In December 2022, a multi-part New York Times investigation was published that alleged Ascension was caught "flat-footed" by the COVID-19 pandemic because the health care system had been significantly cutting jobs of nurses and aides prior to spring of 2020, boosting profits in exchange for diminished patient care while adding to an ongoing crisis of nurses leaving the field. The Times reported that, "As recently as 2019, Ascension was trumpeting its success at reducing its number of employees per occupied bed, a common industry staffing metric. At one point, executives boasted to their peers about how they had slashed $500 million from the chain's labor costs ... During surges in the coronavirus, Ascension repeatedly reduced its capacity by more than 500 beds nationwide because it did not have enough workers." Nurses increasingly were called on to work 16 hour shifts, and in some places hospital aides' jobs were replaced by robotics.

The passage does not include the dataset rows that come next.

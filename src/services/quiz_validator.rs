use serde_json::Value;

use crate::{
    constants::{OPTION_COUNT, QUESTION_COUNT},
    errors::{AppError, AppResult},
};

/// Pulls a JSON object out of free-form model text.
///
/// Best-effort brace-span heuristic: take the substring from the first `{`
/// to the last `}` and parse it, which strips markdown fences and surrounding
/// prose. If no span exists, parse the whole text verbatim. The raw text
/// travels with the error for server-side diagnosis.
pub fn extract_json(text: &str) -> AppResult<Value> {
    let candidate = match (text.find('{'), text.rfind('}')) {
        (Some(start), Some(end)) if start < end => &text[start..=end],
        _ => text,
    };

    serde_json::from_str(candidate).map_err(|_| AppError::QuizParse(text.to_string()))
}

/// Checks a parsed quiz against the documented shape: exactly 5 questions,
/// each with a non-empty question text, exactly 4 options, and a numeric
/// `correct` index in [0,3]. Fails fast on the first bad question.
pub fn validate_quiz(quiz: &Value) -> AppResult<()> {
    let questions = quiz
        .get("questions")
        .and_then(Value::as_array)
        .ok_or(AppError::InvalidQuizShape)?;

    if questions.len() != QUESTION_COUNT {
        return Err(AppError::InvalidQuizShape);
    }

    questions.iter().try_for_each(validate_question)
}

fn validate_question(question: &Value) -> AppResult<()> {
    let text = question.get("question").and_then(Value::as_str);
    if text.map_or(true, str::is_empty) {
        return Err(AppError::InvalidQuestionShape);
    }

    let options = question
        .get("options")
        .and_then(Value::as_array)
        .ok_or(AppError::InvalidQuestionShape)?;
    if options.len() != OPTION_COUNT {
        return Err(AppError::InvalidQuestionShape);
    }

    let correct = question
        .get("correct")
        .and_then(Value::as_f64)
        .ok_or(AppError::InvalidQuestionShape)?;
    if !(0.0..=3.0).contains(&correct) {
        return Err(AppError::InvalidQuestionShape);
    }

    Ok(())
}
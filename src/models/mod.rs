pub mod request;

pub use request::QuizRequest;
use std::sync::Arc;

use crate::{
    config::Config,
    errors::AppResult,
    safety::TopicFilter,
    services::{AnthropicClient, QuizService},
};

#[derive(Clone)]
pub struct AppState {
    pub quiz_service: Arc<QuizService>,
}

impl AppState {
    pub fn new(config: &Config) -> AppResult<Self> {
        let client = Arc::new(AnthropicClient::new(config)?);
        let quiz_service = Arc::new(QuizService::new(client, TopicFilter::default()));

        Ok(Self { quiz_service })
    }
}
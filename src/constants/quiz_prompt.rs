/// Builds the single-turn prompt sent to the completion provider for a topic.
///
/// The model is told to answer with raw JSON only; `extract_json` in
/// `services::quiz_validator` copes with the cases where it wraps the JSON in
/// prose or a markdown fence anyway.
pub fn quiz_prompt(topic: &str) -> String {
    format!(
        r#"Generate a quiz with exactly 5 multiple choice questions about: {topic}

IMPORTANT: Return ONLY valid JSON in this exact format, no other text:
{{
    "questions": [
        {{
            "question": "Question text here?",
            "options": ["Option A", "Option B", "Option C", "Option D"],
            "correct": 0
        }}
    ]
}}

Rules:
- Exactly 5 questions
- Exactly 4 options per question (A, B, C, D)
- "correct" is the index (0-3) of the correct answer
- Mix of easy, medium, and hard questions
- Questions should be factual and verifiable
- Keep questions engaging and interesting
- For celebrities/entertainment: focus on career facts, not personal gossip
- For education: ensure accuracy

Return ONLY the JSON, no markdown, no explanation."#
    )
}
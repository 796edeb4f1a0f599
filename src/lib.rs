pub mod app_state;
pub mod config;
pub mod constants;
pub mod errors;
pub mod handlers;
pub mod models;
pub mod safety;
pub mod services;

#[cfg(test)]
pub mod test_utils;
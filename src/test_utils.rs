#[cfg(test)]
pub mod fixtures {
    use serde_json::{json, Value};

    /// Creates a well-formed question with the given correct index.
    pub fn question(correct: usize) -> Value {
        json!({
            "question": "Which planet is closest to the sun?",
            "options": ["Mercury", "Venus", "Earth", "Mars"],
            "correct": correct
        })
    }

    /// Creates a quiz with the given number of well-formed questions.
    pub fn quiz_with(count: usize) -> Value {
        let questions: Vec<Value> = (0..count).map(|i| question(i % 4)).collect();
        json!({ "questions": questions })
    }
}

#[cfg(test)]
mod tests {
    use super::fixtures::*;

    #[test]
    fn test_fixtures_question() {
        let q = question(2);
        assert_eq!(q["correct"], 2);
        assert_eq!(q["options"].as_array().unwrap().len(), 4);
    }

    #[test]
    fn test_fixtures_quiz_with() {
        let quiz = quiz_with(5);
        assert_eq!(quiz["questions"].as_array().unwrap().len(), 5);
    }
}
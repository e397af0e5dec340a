use std::time::Duration;

use httpmock::{Method::GET, MockServer};
use insider_collective::core::client::Backoff;
use insider_collective::{IcClient, IcError, InsiderFeed, RetryConfig};
use url::Url;

use crate::common::LISTING_PATH;

#[tokio::test]
async fn retries_retryable_statuses_when_enabled() {
    let server = MockServer::start();
    let max_retries = 2;

    let fail_mock = server.mock(|when, then| {
        when.method(GET).path(LISTING_PATH);
        then.status(503);
    });

    let client = IcClient::builder()
        .base_listing(Url::parse(&server.url(LISTING_PATH)).unwrap())
        .retry_config(RetryConfig {
            max_retries,
            backoff: Backoff::Fixed(Duration::from_millis(10)),
            ..RetryConfig::enabled()
        })
        .build()
        .unwrap();

    let err = InsiderFeed::new(&client).pages(1).load().await.unwrap_err();

    fail_mock.assert_calls((1 + max_retries) as usize);
    assert!(matches!(err, IcError::Status { status: 503, .. }));
}

#[tokio::test]
async fn retries_are_off_by_default() {
    let server = MockServer::start();

    let fail_mock = server.mock(|when, then| {
        when.method(GET).path(LISTING_PATH);
        then.status(503);
    });

    let client = crate::common::client_for(&server);
    assert!(!client.retry_config().enabled);

    let _ = InsiderFeed::new(&client).pages(1).load().await;
    fail_mock.assert_calls(1);
}

#[tokio::test]
async fn non_retryable_status_is_not_retried() {
    let server = MockServer::start();

    let not_found = server.mock(|when, then| {
        when.method(GET).path(LISTING_PATH);
        then.status(404);
    });

    let client = IcClient::builder()
        .base_listing(Url::parse(&server.url(LISTING_PATH)).unwrap())
        .retry_config(RetryConfig::enabled())
        .build()
        .unwrap();

    let err = InsiderFeed::new(&client).pages(1).load().await.unwrap_err();
    not_found.assert_calls(1);
    assert!(matches!(err, IcError::Status { status: 404, .. }));
}
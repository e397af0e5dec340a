use std::time::Duration;

use httpmock::{Method::GET, MockServer};
use insider_collective::{InsiderFeed, Role};

use crate::common::{LISTING_PATH, client_for, fixture, listing_html, row};

#[tokio::test]
async fn offline_feed_parses_sample_listing_page() {
    let server = MockServer::start();

    let mock = server.mock(|when, then| {
        when.method(GET).path(LISTING_PATH).query_param("L", "1");
        then.status(200)
            .header("content-type", "text/html")
            .body(fixture("listing", "sample", "html"));
    });

    let ds = InsiderFeed::new(&client_for(&server))
        .pages(1)
        .load()
        .await
        .unwrap();

    mock.assert();
    assert_eq!(ds.len(), 4);
    assert_eq!(ds.rows[1].symbol, "PFE");
    assert_eq!(ds.rows[1].role, Role::Ceo);
}

#[tokio::test]
async fn pages_are_fetched_and_concatenated_in_order() {
    let server = MockServer::start();

    let pages = [
        listing_html(&[
            row("2026-10-15", "P1A", "a", "CEO", "1"),
            row("2026-10-15", "P1B", "b", "CFO", "2"),
        ]),
        listing_html(&[
            row("2026-10-14", "P2A", "c", "Director", "3"),
            row("2026-10-14", "P2B", "d", "President", "4"),
        ]),
        listing_html(&[
            row("2026-10-13", "P3A", "e", "10% Owner", "5"),
            row("2026-10-13", "P3B", "f", "SVP", "6"),
        ]),
    ];
    let mocks: Vec<_> = pages
        .iter()
        .enumerate()
        .map(|(i, body)| {
            let page = (i + 1).to_string();
            server.mock(|when, then| {
                when.method(GET).path(LISTING_PATH).query_param("L", page);
                then.status(200).body(body.clone());
            })
        })
        .collect();

    let ds = InsiderFeed::new(&client_for(&server))
        .pages(3)
        .load()
        .await
        .unwrap();

    for m in &mocks {
        m.assert();
    }
    let symbols: Vec<&str> = ds.rows.iter().map(|t| t.symbol.as_str()).collect();
    assert_eq!(symbols, vec!["P1A", "P1B", "P2A", "P2B", "P3A", "P3B"]);
    assert!(ds.skipped_pages.is_empty());
}

#[tokio::test]
async fn concurrent_fetches_keep_page_order() {
    let server = MockServer::start();

    // The first page answers last.
    let slow = server.mock(|when, then| {
        when.method(GET).path(LISTING_PATH).query_param("L", "1");
        then.status(200)
            .delay(Duration::from_millis(300))
            .body(listing_html(&[row("2026-10-15", "SLOW", "a", "CEO", "1")]));
    });
    let fast: Vec<_> = (2..=4)
        .map(|p| {
            server.mock(move |when, then| {
                when.method(GET)
                    .path(LISTING_PATH)
                    .query_param("L", p.to_string());
                then.status(200).body(listing_html(&[row(
                    "2026-10-14",
                    &format!("FAST{p}"),
                    "b",
                    "CFO",
                    "2",
                )]));
            })
        })
        .collect();

    let ds = InsiderFeed::new(&client_for(&server))
        .pages(4)
        .concurrency(4)
        .load()
        .await
        .unwrap();

    slow.assert();
    for m in &fast {
        m.assert();
    }
    let symbols: Vec<&str> = ds.rows.iter().map(|t| t.symbol.as_str()).collect();
    assert_eq!(symbols, vec!["SLOW", "FAST2", "FAST3", "FAST4"]);
}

The hospital chain said that it began cutting costs in labor after the passage of the Affordable Care Act, turning an anticipated $5.2 billion loss to $2.7 in profits over a five-year span. The nonprofit continued cutting jobs even after the healthcare market destabilized. Milwaukee Magazine described "chaos" at one Milwaukee hospital, with doctors and other medical staff saying that Ascension's employment decisions were creating unsafe environments for their patients, in part because surgeries were being repeatedly delayed because of limited staff, there not being enough workers on site to answer phones, and doctors fielding phone calls while simultaneously performing surgeries.

In December 2022, unionized health care workers and residents in Milwaukee unsuccessfully protested in opposition to the closure of an urban Ascension-run labor and delivery unit at Columbia St. Mary's Hospital. Ascension claimed the closure was due to a lack of demand in the area because of falling birth rates, although there had previously been "an exodus (of) doctors from Columbia St. Mary's birthing unit." In November 2024 after financial losses and in the wake of the company's systems being hacked, Ascension announced the closure of a "micro-hospital" in Waukesha only opened three years before.

Also in December 2022, The Wall Street Journal reported that "Of hospitals divested or closed by St. Louis–based Ascension, about half were located in higher-poverty areas."